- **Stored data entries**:
* * * * * * *

//! Proxy agents
//!
//! Provides:
//! - [`LocalAgent`], the SOCKS5 front-end that encrypts towards the server
//! - [`ServerAgent`], which decrypts relay frames and dials destinations
//!
//! Each agent pairs a sans-IO session state machine with a small tokio
//! driver; the state machines can be exercised without sockets.

mod filter;
mod local;
mod server;
mod udp;

pub use filter::{AllowAll, DestinationFilter, HostBlocklist};
pub use local::{LocalAgent, LocalEvent, LocalSession, LocalStage};
pub use server::{ServerAgent, ServerEvent, ServerSession, ServerStage};
pub use udp::{NullUdpRelay, UdpRelayFactory, UdpRelayHandle};

use crate::crypto::{CryptoError, KeyCache};
use crate::protocol::socks5::{self, AuthMethod, Reply};
use crate::protocol::ProtocolError;
use crate::relay::RelayError;
use crate::transport::{Connector, TcpConnector, TransportError};
use bytes::Bytes;
use std::net::SocketAddr;
use std::sync::Arc;
use thiserror::Error;
use tracing::{debug, info, warn};

/// Proxy errors
#[derive(Debug, Error)]
pub enum ProxyError {
    #[error("IO error: {0}")]
    Io(#[from] std::io::Error),

    #[error("Protocol error: {0}")]
    Protocol(#[from] ProtocolError),

    #[error("Crypto error: {0}")]
    Crypto(#[from] CryptoError),

    #[error("Relay error: {0}")]
    Relay(#[from] RelayError),

    #[error("No acceptable authentication method offered")]
    NoAcceptableMethod,

    #[error("Unsupported command: {0:#04x}")]
    UnsupportedCommand(u8),

    #[error("Invalid request: {0}")]
    InvalidRequest(ProtocolError),

    #[error("Failed to connect to {target}: {source}")]
    UpstreamConnect {
        target: String,
        #[source]
        source: TransportError,
    },

    #[error("Destination rejected by policy: {0}")]
    PolicyRejected(String),

    #[error("Connection timed out")]
    Timeout,

    #[error("Session closed")]
    Closed,
}

impl ProxyError {
    /// SOCKS5 reply owed to the client before closing, if any.
    ///
    /// Only method negotiation failures and unsupported commands are
    /// answered; everything else closes silently.
    pub fn socks_reply(&self) -> Option<Bytes> {
        match self {
            ProxyError::NoAcceptableMethod | ProxyError::Protocol(_) => {
                Some(socks5::method_reply(AuthMethod::NoAcceptable))
            }
            ProxyError::UnsupportedCommand(_) => {
                Some(socks5::failure_reply(Reply::CommandNotSupported))
            }
            _ => None,
        }
    }
}

/// Shared state injected into agents.
///
/// Cloning is cheap; every field is reference counted.
#[derive(Clone)]
pub struct AgentContext {
    /// Derived key cache shared by every connection
    pub keys: Arc<KeyCache>,
    /// Local agent destination policy
    pub filter: Arc<dyn DestinationFilter>,
    /// UDP relay created once at listener startup
    pub udp: Arc<dyn UdpRelayFactory>,
    /// Outbound connection factory
    pub connector: Arc<dyn Connector>,
}

impl Default for AgentContext {
    fn default() -> Self {
        Self {
            keys: Arc::new(KeyCache::new()),
            filter: Arc::new(AllowAll),
            udp: Arc::new(NullUdpRelay),
            connector: Arc::new(TcpConnector::new()),
        }
    }
}

impl AgentContext {
    /// Replace the destination filter
    pub fn with_filter(mut self, filter: impl DestinationFilter + 'static) -> Self {
        self.filter = Arc::new(filter);
        self
    }

    /// Replace the outbound connector
    pub fn with_connector(mut self, connector: impl Connector + 'static) -> Self {
        self.connector = Arc::new(connector);
        self
    }

    /// Replace the UDP relay factory
    pub fn with_udp_relay(mut self, udp: impl UdpRelayFactory + 'static) -> Self {
        self.udp = Arc::new(udp);
        self
    }
}

/// Log the end of a failed connection at a level matching its cause
fn log_failure(peer: SocketAddr, err: &ProxyError) {
    match err {
        ProxyError::UpstreamConnect { .. } => warn!("{}: {}", peer, err),
        ProxyError::PolicyRejected(_) | ProxyError::Timeout => info!("{}: {}", peer, err),
        _ => debug!("{}: connection error: {}", peer, err),
    }
}

#[cfg(test)]
mod tests {
    use super::*;

    #[test]
    fn test_socks_replies() {
        let reply = ProxyError::NoAcceptableMethod.socks_reply().unwrap();
        assert_eq!(&reply[..], &[0x05, 0xFF]);

        let reply = ProxyError::Protocol(ProtocolError::InvalidSocksVersion(4))
            .socks_reply()
            .unwrap();
        assert_eq!(&reply[..], &[0x05, 0xFF]);

        let reply = ProxyError::UnsupportedCommand(2).socks_reply().unwrap();
        assert_eq!(&reply[..2], &[0x05, 0x07]);

        assert!(ProxyError::PolicyRejected("x:1".into()).socks_reply().is_none());
        assert!(ProxyError::InvalidRequest(ProtocolError::InvalidAddressType(9))
            .socks_reply()
            .is_none());
    }
}
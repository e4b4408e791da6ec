//! Transport layer
//!
//! Outbound TCP connection establishment, behind the [`Connector`] seam so
//! agents can be pointed at something other than the real network.

mod tcp;

pub use tcp::TcpConnector;

use async_trait::async_trait;
use std::io;
use thiserror::Error;
use tokio::net::TcpStream;

/// Transport layer errors
#[derive(Debug, Error)]
pub enum TransportError {
    #[error("IO error: {0}")]
    Io(#[from] io::Error),

    #[error("Connection failed: {0}")]
    ConnectionFailed(String),

    #[error("Timeout")]
    Timeout,
}

/// Opens outbound TCP connections
#[async_trait]
pub trait Connector: Send + Sync {
    /// Connect to `host:port`; `host` may be a literal address or a name
    async fn connect(&self, host: &str, port: u16) -> Result<TcpStream, TransportError>;
}
//! Bidirectional relay between two duplex connections

use super::{ChunkTransform, RelayError};
use crate::protocol::RELAY_BUFFER_SIZE;
use std::future::Future;
use std::pin::Pin;
use std::sync::atomic::{AtomicU64, Ordering};
use std::time::Duration;
use tokio::io::{AsyncRead, AsyncReadExt, AsyncWrite, AsyncWriteExt};
use tracing::{debug, trace};

/// How long the surviving direction may sit idle once the other has ended
pub const HALF_CLOSE_IDLE: Duration = Duration::from_secs(2);

/// Bytes forwarded in each direction
#[derive(Debug, Default, Clone, Copy, PartialEq, Eq)]
pub struct RelayStats {
    /// Bytes written to `b` after transformation
    pub a_to_b: u64,
    /// Bytes written to `a` after transformation
    pub b_to_a: u64,
}

/// Symmetric duplex bridge between `a` and `b`.
///
/// Each direction reads a chunk, transforms it and writes it to the other
/// side; the next read is only issued once the sink has accepted the whole
/// chunk, so a saturated sink pauses its source. End-of-stream on one side
/// half-closes the other. The remaining direction keeps relaying until it
/// ends too or stays idle for the half-close deadline, then both connections
/// are dropped. A read, write or transform error tears both down at once.
pub struct RelayPipe<A, B> {
    a: A,
    b: B,
    buffer_size: usize,
    half_close_idle: Duration,
}

impl<A, B> RelayPipe<A, B>
where
    A: AsyncRead + AsyncWrite,
    B: AsyncRead + AsyncWrite,
{
    /// Create a pipe between two connections
    pub fn new(a: A, b: B) -> Self {
        Self {
            a,
            b,
            buffer_size: RELAY_BUFFER_SIZE,
            half_close_idle: HALF_CLOSE_IDLE,
        }
    }

    /// Override the per-read buffer size
    pub fn with_buffer_size(mut self, buffer_size: usize) -> Self {
        self.buffer_size = buffer_size;
        self
    }

    /// Override how long a half-closed pipe may idle before full close
    pub fn with_half_close_idle(mut self, idle: Duration) -> Self {
        self.half_close_idle = idle;
        self
    }

    /// Relay until both directions have ended or either fails
    pub async fn run<TA, TB>(self, a_to_b: TA, b_to_a: TB) -> Result<RelayStats, RelayError>
    where
        TA: ChunkTransform,
        TB: ChunkTransform,
    {
        let (a_read, a_write) = tokio::io::split(self.a);
        let (b_read, b_write) = tokio::io::split(self.b);
        let forward = AtomicU64::new(0);
        let backward = AtomicU64::new(0);

        {
            let up = pump(a_read, b_write, a_to_b, self.buffer_size, &forward, "a->b");
            let down = pump(b_read, a_write, b_to_a, self.buffer_size, &backward, "b->a");
            tokio::pin!(up, down);

            tokio::select! {
                result = &mut up => {
                    result?;
                    linger(down, &backward, self.half_close_idle, "b->a").await?;
                }
                result = &mut down => {
                    result?;
                    linger(up, &forward, self.half_close_idle, "a->b").await?;
                }
            }
        }

        Ok(RelayStats {
            a_to_b: forward.into_inner(),
            b_to_a: backward.into_inner(),
        })
    }
}

/// Drive the surviving direction until it ends or makes no progress for `idle`
async fn linger<F>(
    mut rest: Pin<&mut F>,
    progress: &AtomicU64,
    idle: Duration,
    direction: &'static str,
) -> Result<(), RelayError>
where
    F: Future<Output = Result<(), RelayError>>,
{
    loop {
        let before = progress.load(Ordering::Relaxed);
        match tokio::time::timeout(idle, rest.as_mut()).await {
            Ok(result) => return result,
            Err(_) if progress.load(Ordering::Relaxed) == before => {
                debug!(direction, "peer ended and direction idle, closing");
                return Ok(());
            }
            Err(_) => continue,
        }
    }
}

/// Copy one direction until end-of-stream
async fn pump<R, W, T>(
    mut reader: R,
    mut writer: W,
    mut transform: T,
    buffer_size: usize,
    forwarded: &AtomicU64,
    direction: &'static str,
) -> Result<(), RelayError>
where
    R: AsyncRead + Unpin,
    W: AsyncWrite + Unpin,
    T: ChunkTransform,
{
    let capacity = buffer_size.max(transform.min_chunk_len()).max(1);
    let mut buf = vec![0u8; capacity];
    let mut filled = 0;

    loop {
        let n = reader.read(&mut buf[filled..]).await?;

        if n == 0 {
            if filled > 0 {
                // Ended before a full header arrived
                let chunk = transform.transform(&buf[..filled])?;
                writer.write_all(&chunk).await?;
                forwarded.fetch_add(chunk.len() as u64, Ordering::Relaxed);
            }
            trace!(direction, "source ended, half-closing sink");
            if let Err(e) = writer.shutdown().await {
                trace!(direction, error = %e, "half-close failed");
            }
            return Ok(());
        }

        filled += n;
        if filled < transform.min_chunk_len() {
            continue;
        }

        let chunk = transform.transform(&buf[..filled])?;
        filled = 0;
        if chunk.is_empty() {
            continue;
        }

        writer.write_all(&chunk).await?;
        writer.flush().await?;
        forwarded.fetch_add(chunk.len() as u64, Ordering::Relaxed);
        trace!(direction, bytes = chunk.len(), "relayed chunk");
    }
}
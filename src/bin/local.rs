//! veilsocks local agent
//!
//! SOCKS5 front-end that:
//! - Accepts unauthenticated SOCKS5 CONNECT and UDP ASSOCIATE requests
//! - Encrypts each client stream towards the server agent
//! - Drops requests for blocked destinations without a reply

use anyhow::{bail, Context, Result};
use clap::Parser;
use std::fs::OpenOptions;
use std::path::Path;
use std::sync::Mutex;
use tracing::info;
use tracing_subscriber::EnvFilter;
use veilsocks::config::{generate_example_config, Config, LoggingConfig};
use veilsocks::LocalAgent;

/// veilsocks local agent - SOCKS5 front-end for an encrypted relay
#[derive(Parser, Debug)]
#[command(name = "veilsocks-local")]
#[command(about = "SOCKS5 front-end forwarding to a veilsocks server agent")]
#[command(version)]
struct Args {
    /// Configuration file path
    #[arg(short, long, default_value = "config.toml")]
    config: String,

    /// Write an example configuration to the config path and exit
    #[arg(long)]
    generate_config: bool,

    /// Server agent address
    #[arg(short = 's', long)]
    server_addr: Option<String>,

    /// Server agent port
    #[arg(short = 'p', long)]
    server_port: Option<u16>,

    /// SOCKS5 listen address
    #[arg(short = 'l', long)]
    local_addr: Option<String>,

    /// SOCKS5 listen port
    #[arg(short = 'b', long)]
    local_port: Option<u16>,

    /// Shared password
    #[arg(short = 'k', long)]
    password: Option<String>,

    /// Cipher method (e.g. aes-256-cfb)
    #[arg(short = 'm', long)]
    method: Option<String>,

    /// Server connect timeout in seconds
    #[arg(short = 't', long)]
    timeout: Option<u64>,

    /// Log level (error, warn, verbose, debug)
    #[arg(long)]
    level: Option<String>,

    /// Append logs to this file instead of stderr
    #[arg(long)]
    log_path: Option<String>,
}

#[tokio::main(flavor = "current_thread")]
async fn main() -> Result<()> {
    let args = Args::parse();

    if args.generate_config {
        if Path::new(&args.config).exists() {
            bail!("{} already exists", args.config);
        }
        generate_example_config()
            .save(&args.config)
            .context("Failed to write example configuration")?;
        println!("Wrote example configuration to {}", args.config);
        return Ok(());
    }

    let config = Config::load_or_default(&args.config).context("Failed to load configuration")?;

    let mut logging = config.logging;
    if let Some(level) = args.level {
        logging.level = level;
    }
    if let Some(path) = args.log_path {
        logging.file = Some(path);
    }
    init_logging(&logging)?;

    let mut local = config.local.unwrap_or_default();
    if let Some(addr) = args.server_addr {
        local.server_addr = addr;
    }
    if let Some(port) = args.server_port {
        local.server_port = port;
    }
    if let Some(addr) = args.local_addr {
        local.local_addr = addr;
    }
    if let Some(port) = args.local_port {
        local.local_port = port;
    }
    if let Some(password) = args.password {
        local.password = password;
    }
    if let Some(method) = args.method {
        local.method = method;
    }
    if let Some(timeout) = args.timeout {
        local.timeout = timeout;
    }

    if local.password.is_empty() {
        bail!("No password configured (set password in [local] or pass -k)");
    }

    info!("veilsocks local agent v{}", veilsocks::VERSION);
    if !local.blocked_hosts.is_empty() {
        info!("Blocking {} host(s)", local.blocked_hosts.len());
    }

    let agent = LocalAgent::bind(&local)
        .await
        .context("Failed to start local agent")?;

    tokio::select! {
        result = agent.run() => result.context("Local agent stopped")?,
        _ = tokio::signal::ctrl_c() => info!("Shutting down"),
    }

    Ok(())
}

fn init_logging(logging: &LoggingConfig) -> Result<()> {
    let filter = EnvFilter::try_new(logging.filter_directive()).context("Invalid log level")?;

    match &logging.file {
        Some(path) => {
            let file = OpenOptions::new()
                .create(true)
                .append(true)
                .open(path)
                .with_context(|| format!("Failed to open log file {}", path))?;
            tracing_subscriber::fmt()
                .with_env_filter(filter)
                .with_ansi(false)
                .with_writer(Mutex::new(file))
                .init();
        }
        None => tracing_subscriber::fmt().with_env_filter(filter).init(),
    }

    Ok(())
}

* * * * * * *

- **WHAT THIS TASK INVOLVES**: For each line in the records that holds "AuthMethod", show that line as it stands.

- **EXERCISE OUTPUT**:
use crate::protocol::socks5::{self, AuthMethod, Reply};
                Some(socks5::method_reply(AuthMethod::NoAcceptable))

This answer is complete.